- _Data to process_
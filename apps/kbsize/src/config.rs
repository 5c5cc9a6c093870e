//! Configuration discovery and effective settings resolution.
//!
//! kbsize reads `kbsize.toml|yaml|yml` from the working directory (or the
//! closest ancestor, stopping at a `.git` directory) and merges it with CLI
//! flags to produce an `Effective` config.
//! Defaults:
//! - `root`: the working directory
//! - `suffix`: `.md`
//! - `depth`: 2
//! - `output`: `human`
//! - `thresholds`: critical 1000, high 800, medium 600
//!
//! Overrides precedence: CLI > config file > defaults.

use crate::error::{ConfigError, Result};
use crate::models::Thresholds;
use glob::Pattern;
use serde::Deserialize;
use std::fs;
use std::path::{Path, PathBuf};
use std::str::FromStr;

pub const CONFIG_NAMES: [&str; 3] = ["kbsize.toml", "kbsize.yaml", "kbsize.yml"];
pub const DEFAULT_SUFFIX: &str = ".md";
pub const DEFAULT_DEPTH: usize = 2;

#[derive(Debug, Default, Deserialize, Clone)]
/// Threshold overrides under `[thresholds]`; missing keys keep defaults.
pub struct ThresholdsCfg {
    pub critical: Option<usize>,
    pub high: Option<usize>,
    pub medium: Option<usize>,
}

#[derive(Debug, Default, Deserialize, Clone)]
/// Root configuration loaded from `kbsize.toml|yaml`.
pub struct KbsizeConfig {
    pub root: Option<String>,
    pub suffix: Option<String>,
    pub depth: Option<usize>,
    pub output: Option<String>,
    #[serde(default)]
    pub exclude: Vec<String>,
    pub thresholds: Option<ThresholdsCfg>,
}

#[derive(Debug, Clone, Copy, PartialEq, Eq)]
pub enum OutputMode {
    Human,
    Json,
}

impl FromStr for OutputMode {
    type Err = ConfigError;

    fn from_str(s: &str) -> Result<Self> {
        match s.trim().to_ascii_lowercase().as_str() {
            "human" | "text" => Ok(OutputMode::Human),
            "json" => Ok(OutputMode::Json),
            _ => Err(ConfigError::InvalidOutput(s.to_string())),
        }
    }
}

#[derive(Debug, Clone)]
/// Fully-resolved configuration used by the run after applying precedence.
pub struct Effective {
    pub root: PathBuf,
    pub suffix: String,
    pub depth: usize,
    pub output: OutputMode,
    pub thresholds: Thresholds,
    pub exclude: Vec<Pattern>,
    /// Config file that contributed settings, if any.
    pub config_path: Option<PathBuf>,
}

/// Walk upward from `start` looking for a config file.
///
/// Stops at the first directory holding a `.git` entry.
pub fn find_config(start: &Path) -> Option<PathBuf> {
    let mut cur = start;
    loop {
        for name in CONFIG_NAMES {
            let p = cur.join(name);
            if p.is_file() {
                return Some(p);
            }
        }
        if cur.join(".git").exists() {
            return None;
        }
        cur = cur.parent()?;
    }
}

/// Parse a config file; the format follows the extension (TOML unless
/// `.yaml`/`.yml`).
pub fn load_config(path: &Path) -> Result<KbsizeConfig> {
    if !path.is_file() {
        return Err(ConfigError::NotFound(path.to_path_buf()));
    }
    let s = fs::read_to_string(path).map_err(|source| ConfigError::Read {
        path: path.to_path_buf(),
        source,
    })?;
    let is_yaml = matches!(
        path.extension().and_then(|e| e.to_str()),
        Some("yaml") | Some("yml")
    );
    if is_yaml {
        serde_yaml::from_str(&s).map_err(|source| ConfigError::Yaml {
            path: path.to_path_buf(),
            source,
        })
    } else {
        toml::from_str(&s).map_err(|source| ConfigError::Toml {
            path: path.to_path_buf(),
            source,
        })
    }
}

/// Resolve `Effective` by merging CLI flags, the config file, and defaults.
///
/// `start` is the directory config discovery begins from (normally the
/// working directory). A relative `root` from the config file is taken
/// relative to that file; a relative CLI `root` relative to `start`.
pub fn resolve_effective(
    start: &Path,
    cli_config: Option<&Path>,
    cli_root: Option<&str>,
    cli_suffix: Option<&str>,
    cli_depth: Option<usize>,
    cli_output: Option<&str>,
) -> Result<Effective> {
    let config_path = match cli_config {
        Some(p) => Some(start.join(p)),
        None => find_config(start),
    };
    let cfg = match config_path.as_deref() {
        Some(p) => load_config(p)?,
        None => KbsizeConfig::default(),
    };
    let cfg_dir = config_path
        .as_deref()
        .and_then(Path::parent)
        .unwrap_or(start)
        .to_path_buf();

    let root = match (cli_root, cfg.root.as_deref()) {
        (Some(r), _) => start.join(r),
        (None, Some(r)) => cfg_dir.join(r),
        (None, None) => start.to_path_buf(),
    };
    if !root.is_dir() {
        return Err(ConfigError::RootNotFound(root));
    }
    // Canonical root keeps group keys stable however the root was spelled
    let root = fs::canonicalize(&root).unwrap_or(root);

    let suffix = cli_suffix
        .map(|s| s.to_string())
        .or(cfg.suffix)
        .unwrap_or_else(|| DEFAULT_SUFFIX.to_string());

    let depth = cli_depth.or(cfg.depth).unwrap_or(DEFAULT_DEPTH);
    if depth == 0 {
        return Err(ConfigError::InvalidDepth(depth));
    }

    let output = cli_output
        .map(|s| s.to_string())
        .or(cfg.output)
        .unwrap_or_else(|| "human".to_string())
        .parse::<OutputMode>()?;

    let defaults = Thresholds::default();
    let tcfg = cfg.thresholds.unwrap_or_default();
    let thresholds = Thresholds {
        critical: tcfg.critical.unwrap_or(defaults.critical),
        high: tcfg.high.unwrap_or(defaults.high),
        medium: tcfg.medium.unwrap_or(defaults.medium),
    }
    .validate()?;

    let exclude = cfg
        .exclude
        .iter()
        .map(|p| {
            Pattern::new(p).map_err(|source| ConfigError::Pattern {
                pattern: p.clone(),
                source,
            })
        })
        .collect::<Result<Vec<_>>>()?;

    Ok(Effective {
        root,
        suffix,
        depth,
        output,
        thresholds,
        exclude,
        config_path,
    })
}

- _Goal of the exercise_
Lines from the entries that contain the string "return" are what must be copied.

- _Solution_
                return Some(p);
            return None;
        return Err(ConfigError::NotFound(path.to_path_buf()));
        return Err(ConfigError::RootNotFound(root));
        return Err(ConfigError::InvalidDepth(depth));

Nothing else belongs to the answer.